**WHAT TO WORK ON:** Print out the data below. Do not alter a single line.

►

//! Shared test utilities for integration tests
//!
//! Provides a recording render device, in-memory resource factories, a
//! sphere-shaped scene object and a capturing logger, all built on the
//! public API only.

#![allow(dead_code)]

use std::sync::{Arc, Mutex};
use galaxy_3d_scene::galaxy3d::camera::Camera;
use galaxy_3d_scene::galaxy3d::log::{LogEntry, LogSeverity, Logger};
use galaxy_3d_scene::galaxy3d::math::BoundingSphere;
use galaxy_3d_scene::galaxy3d::render::{
    ClearFlags, DepthFormat, DepthStencilBuffer, DepthStencilDesc, Effect, GeometryData, Material,
    MaterialDesc, ObjectFactory, PixelFormat, RenderDevice, RenderOperation, RenderTarget,
    RenderTargetDesc, ResourceProvider, Texture,
};
use galaxy_3d_scene::galaxy3d::scene::SceneObject;
use galaxy_3d_scene::galaxy3d::Galaxy3dResult;
use galaxy_3d_scene::glam::{Mat4, Vec3, Vec4};

// ============================================================================
// RECORDING DEVICE
// ============================================================================

#[derive(Debug, Clone, PartialEq)]
pub enum Call {
    Clear(ClearFlags),
    RenderTarget(u32, Option<(u32, u32)>),
    DepthStencil(Option<(u32, u32)>),
    Render { material: String, operations: usize, selector: i32 },
}

#[derive(Debug, Default)]
pub struct RecordingDevice {
    pub calls: Vec<Call>,
}

impl RecordingDevice {
    pub fn take(&mut self) -> Vec<Call> {
        std::mem::take(&mut self.calls)
    }
}

impl RenderDevice for RecordingDevice {
    fn clear(&mut self, flags: ClearFlags, _color: Vec4, _depth: f32, _stencil: i32) -> Galaxy3dResult<()> {
        self.calls.push(Call::Clear(flags));
        Ok(())
    }

    fn set_render_target(&mut self, index: u32, target: Option<&Arc<dyn RenderTarget>>) -> Galaxy3dResult<()> {
        self.calls.push(Call::RenderTarget(index, target.map(|t| (t.width(), t.height()))));
        Ok(())
    }

    fn set_depth_stencil_buffer(&mut self, buffer: Option<&Arc<dyn DepthStencilBuffer>>) -> Galaxy3dResult<()> {
        self.calls.push(Call::DepthStencil(buffer.map(|b| (b.width(), b.height()))));
        Ok(())
    }

    fn render(&mut self, material: &Material, operations: &[RenderOperation], selector_id: i32) -> Galaxy3dResult<()> {
        self.calls.push(Call::Render {
            material: material.name().to_string(),
            operations: operations.len(),
            selector: selector_id,
        });
        Ok(())
    }
}

// ============================================================================
// RESOURCES
// ============================================================================

#[derive(Debug)]
struct Target(RenderTargetDesc);

impl RenderTarget for Target {
    fn width(&self) -> u32 { self.0.width }
    fn height(&self) -> u32 { self.0.height }
    fn format(&self) -> PixelFormat { self.0.format }
    fn sample_count(&self) -> u32 { self.0.sample_count }
}

#[derive(Debug)]
struct Depth(DepthStencilDesc);

impl DepthStencilBuffer for Depth {
    fn width(&self) -> u32 { self.0.width }
    fn height(&self) -> u32 { self.0.height }
    fn format(&self) -> DepthFormat { self.0.format }
}

#[derive(Debug, Default)]
pub struct Factory {
    pub created: usize,
}

impl ObjectFactory for Factory {
    fn create_render_target(&mut self, desc: &RenderTargetDesc) -> Galaxy3dResult<Arc<dyn RenderTarget>> {
        self.created += 1;
        Ok(Arc::new(Target(*desc)))
    }

    fn create_depth_stencil_buffer(&mut self, desc: &DepthStencilDesc) -> Galaxy3dResult<Arc<dyn DepthStencilBuffer>> {
        self.created += 1;
        Ok(Arc::new(Depth(*desc)))
    }
}

#[derive(Debug)]
pub struct NamedEffect {
    pub name: String,
    pub parameters: Vec<String>,
}

impl Effect for NamedEffect {
    fn name(&self) -> &str {
        &self.name
    }

    fn has_parameter(&self, name: &str) -> bool {
        self.parameters.iter().any(|p| p == name)
    }
}

#[derive(Debug, Default)]
pub struct Resources {
    pub effects: Vec<Arc<dyn Effect>>,
}

impl Resources {
    pub fn with_effect(mut self, name: &str, parameters: &[&str]) -> Self {
        self.effects.push(Arc::new(NamedEffect {
            name: name.to_string(),
            parameters: parameters.iter().map(|p| p.to_string()).collect(),
        }));
        self
    }
}

impl ResourceProvider for Resources {
    fn effect(&self, name: &str) -> Option<Arc<dyn Effect>> {
        self.effects.iter().find(|e| e.name() == name).cloned()
    }

    fn texture(&self, _name: &str) -> Option<Arc<dyn Texture>> {
        None
    }
}

// ============================================================================
// SCENE OBJECTS
// ============================================================================

/// Sphere drawing one operation, optionally moving every update
pub struct Ball {
    pub sphere: BoundingSphere,
    pub velocity: Option<Vec3>,
    pub moved: bool,
    pub operations: Vec<RenderOperation>,
}

impl Ball {
    pub fn new(center: Vec3, radius: f32, material: &Arc<Material>, geometry: &Arc<GeometryData>) -> Self {
        Self {
            sphere: BoundingSphere::new(center, radius),
            velocity: None,
            moved: false,
            operations: vec![RenderOperation::new(material.clone(), geometry.clone())],
        }
    }

    pub fn moving(mut self, velocity: Vec3) -> Self {
        self.velocity = Some(velocity);
        self
    }
}

impl SceneObject for Ball {
    fn bounding_sphere(&self) -> BoundingSphere {
        self.sphere
    }

    fn is_dynamic(&self) -> bool {
        self.velocity.is_some()
    }

    fn render_operation(&self, _level: usize) -> &[RenderOperation] {
        &self.operations
    }

    fn world_transform(&self) -> Mat4 {
        Mat4::from_translation(self.sphere.center)
    }

    fn update(&mut self, delta_time: f32) {
        if let Some(velocity) = self.velocity {
            self.sphere.center += velocity * delta_time;
            self.moved = true;
        }
    }

    fn requires_node_update(&self) -> bool {
        self.moved
    }

    fn set_requires_node_update(&mut self, value: bool) {
        self.moved = value;
    }
}

pub fn material(name: &str, priority: i32, pass_flags: u64) -> Arc<Material> {
    Arc::new(Material::new(MaterialDesc {
        name: name.to_string(),
        priority,
        pass_flags,
        ..Default::default()
    }))
}

pub fn camera(eye: Vec3, target: Vec3) -> Camera {
    let projection = Mat4::perspective_rh(std::f32::consts::FRAC_PI_4, 16.0 / 9.0, 0.1, 5000.0);
    Camera::new(Mat4::look_at_rh(eye, target, Vec3::Y), projection)
}

// ============================================================================
// LOGGER
// ============================================================================

/// Logger capturing entries for verification
#[derive(Default)]
pub struct TestLogger {
    entries: Mutex<Vec<LogEntry>>,
}

impl TestLogger {
    pub fn new() -> Arc<Self> {
        Arc::new(Self::default())
    }

    pub fn entries(&self) -> Vec<LogEntry> {
        self.entries.lock().unwrap().clone()
    }

    pub fn count(&self, severity: LogSeverity) -> usize {
        self.entries().iter().filter(|e| e.severity == severity).count()
    }
}

impl Logger for TestLogger {
    fn log(&self, entry: &LogEntry) {
        self.entries.lock().unwrap().push(entry.clone());
    }
}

◄

**EXERCISE RESULT:**
//! Shared test utilities for integration tests
//!
//! Provides a recording render device, in-memory resource factories, a
//! sphere-shaped scene object and a capturing logger, all built on the
//! public API only.

#![allow(dead_code)]

use std::sync::{Arc, Mutex};
use galaxy_3d_scene::galaxy3d::camera::Camera;
use galaxy_3d_scene::galaxy3d::log::{LogEntry, LogSeverity, Logger};
use galaxy_3d_scene::galaxy3d::math::BoundingSphere;
use galaxy_3d_scene::galaxy3d::render::{
    ClearFlags, DepthFormat, DepthStencilBuffer, DepthStencilDesc, Effect, GeometryData, Material,
    MaterialDesc, ObjectFactory, PixelFormat, RenderDevice, RenderOperation, RenderTarget,
    RenderTargetDesc, ResourceProvider, Texture,
};
use galaxy_3d_scene::galaxy3d::scene::SceneObject;
use galaxy_3d_scene::galaxy3d::Galaxy3dResult;
use galaxy_3d_scene::glam::{Mat4, Vec3, Vec4};

// ============================================================================
// RECORDING DEVICE
// ============================================================================

#[derive(Debug, Clone, PartialEq)]
pub enum Call {
    Clear(ClearFlags),
    RenderTarget(u32, Option<(u32, u32)>),
    DepthStencil(Option<(u32, u32)>),
    Render { material: String, operations: usize, selector: i32 },
}

#[derive(Debug, Default)]
pub struct RecordingDevice {
    pub calls: Vec<Call>,
}

impl RecordingDevice {
    pub fn take(&mut self) -> Vec<Call> {
        std::mem::take(&mut self.calls)
    }
}

impl RenderDevice for RecordingDevice {
    fn clear(&mut self, flags: ClearFlags, _color: Vec4, _depth: f32, _stencil: i32) -> Galaxy3dResult<()> {
        self.calls.push(Call::Clear(flags));
        Ok(())
    }

    fn set_render_target(&mut self, index: u32, target: Option<&Arc<dyn RenderTarget>>) -> Galaxy3dResult<()> {
        self.calls.push(Call::RenderTarget(index, target.map(|t| (t.width(), t.height()))));
        Ok(())
    }

    fn set_depth_stencil_buffer(&mut self, buffer: Option<&Arc<dyn DepthStencilBuffer>>) -> Galaxy3dResult<()> {
        self.calls.push(Call::DepthStencil(buffer.map(|b| (b.width(), b.height()))));
        Ok(())
    }

    fn render(&mut self, material: &Material, operations: &[RenderOperation], selector_id: i32) -> Galaxy3dResult<()> {
        self.calls.push(Call::Render {
            material: material.name().to_string(),
            operations: operations.len(),
            selector: selector_id,
        });
        Ok(())
    }
}

// ============================================================================
// RESOURCES
// ============================================================================

#[derive(Debug)]
struct Target(RenderTargetDesc);

impl RenderTarget for Target {
    fn width(&self) -> u32 { self.0.width }
    fn height(&self) -> u32 { self.0.height }
    fn format(&self) -> PixelFormat { self.0.format }
    fn sample_count(&self) -> u32 { self.0.sample_count }
}

#[derive(Debug)]
struct Depth(DepthStencilDesc);

impl DepthStencilBuffer for Depth {
    fn width(&self) -> u32 { self.0.width }
    fn height(&self) -> u32 { self.0.height }
    fn format(&self) -> DepthFormat { self.0.format }
}

#[derive(Debug, Default)]
pub struct Factory {
    pub created: usize,
}

impl ObjectFactory for Factory {
    fn create_render_target(&mut self, desc: &RenderTargetDesc) -> Galaxy3dResult<Arc<dyn RenderTarget>> {
        self.created += 1;
        Ok(Arc::new(Target(*desc)))
    }

    fn create_depth_stencil_buffer(&mut self, desc: &DepthStencilDesc) -> Galaxy3dResult<Arc<dyn DepthStencilBuffer>> {
        self.created += 1;
        Ok(Arc::new(Depth(*desc)))
    }
}

#[derive(Debug)]
pub struct NamedEffect {
    pub name: String,
    pub parameters: Vec<String>,
}

impl Effect for NamedEffect {
    fn name(&self) -> &str {
        &self.name
    }

    fn has_parameter(&self, name: &str) -> bool {
        self.parameters.iter().any(|p| p == name)
    }
}

#[derive(Debug, Default)]
pub struct Resources {
    pub effects: Vec<Arc<dyn Effect>>,
}

impl Resources {
    pub fn with_effect(mut self, name: &str, parameters: &[&str]) -> Self {
        self.effects.push(Arc::new(NamedEffect {
            name: name.to_string(),
            parameters: parameters.iter().map(|p| p.to_string()).collect(),
        }));
        self
    }
}

impl ResourceProvider for Resources {
    fn effect(&self, name: &str) -> Option<Arc<dyn Effect>> {
        self.effects.iter().find(|e| e.name() == name).cloned()
    }

    fn texture(&self, _name: &str) -> Option<Arc<dyn Texture>> {
        None
    }
}

// ============================================================================
// SCENE OBJECTS
// ============================================================================

/// Sphere drawing one operation, optionally moving every update
pub struct Ball {
    pub sphere: BoundingSphere,
    pub velocity: Option<Vec3>,
    pub moved: bool,
    pub operations: Vec<RenderOperation>,
}

impl Ball {
    pub fn new(center: Vec3, radius: f32, material: &Arc<Material>, geometry: &Arc<GeometryData>) -> Self {
        Self {
            sphere: BoundingSphere::new(center, radius),
            velocity: None,
            moved: false,
            operations: vec![RenderOperation::new(material.clone(), geometry.clone())],
        }
    }

    pub fn moving(mut self, velocity: Vec3) -> Self {
        self.velocity = Some(velocity);
        self
    }
}

impl SceneObject for Ball {
    fn bounding_sphere(&self) -> BoundingSphere {
        self.sphere
    }

    fn is_dynamic(&self) -> bool {
        self.velocity.is_some()
    }

    fn render_operation(&self, _level: usize) -> &[RenderOperation] {
        &self.operations
    }

    fn world_transform(&self) -> Mat4 {
        Mat4::from_translation(self.sphere.center)
    }

    fn update(&mut self, delta_time: f32) {
        if let Some(velocity) = self.velocity {
            self.sphere.center += velocity * delta_time;
            self.moved = true;
        }
    }

    fn requires_node_update(&self) -> bool {
        self.moved
    }

    fn set_requires_node_update(&mut self, value: bool) {
        self.moved = value;
    }
}

pub fn material(name: &str, priority: i32, pass_flags: u64) -> Arc<Material> {
    Arc::new(Material::new(MaterialDesc {
        name: name.to_string(),
        priority,
        pass_flags,
        ..Default::default()
    }))
}

pub fn camera(eye: Vec3, target: Vec3) -> Camera {
    let projection = Mat4::perspective_rh(std::f32::consts::FRAC_PI_4, 16.0 / 9.0, 0.1, 5000.0);
    Camera::new(Mat4::look_at_rh(eye, target, Vec3::Y), projection)
}

// ============================================================================
// LOGGER
// ============================================================================

/// Logger capturing entries for verification
#[derive(Default)]
pub struct TestLogger {
    entries: Mutex<Vec<LogEntry>>,
}

impl TestLogger {
    pub fn new() -> Arc<Self> {
        Arc::new(Self::default())
    }

    pub fn entries(&self) -> Vec<LogEntry> {
        self.entries.lock().unwrap().clone()
    }

    pub fn count(&self, severity: LogSeverity) -> usize {
        self.entries().iter().filter(|e| e.severity == severity).count()
    }
}

impl Logger for TestLogger {
    fn log(&self, entry: &LogEntry) {
        self.entries.lock().unwrap().push(entry.clone());
    }
}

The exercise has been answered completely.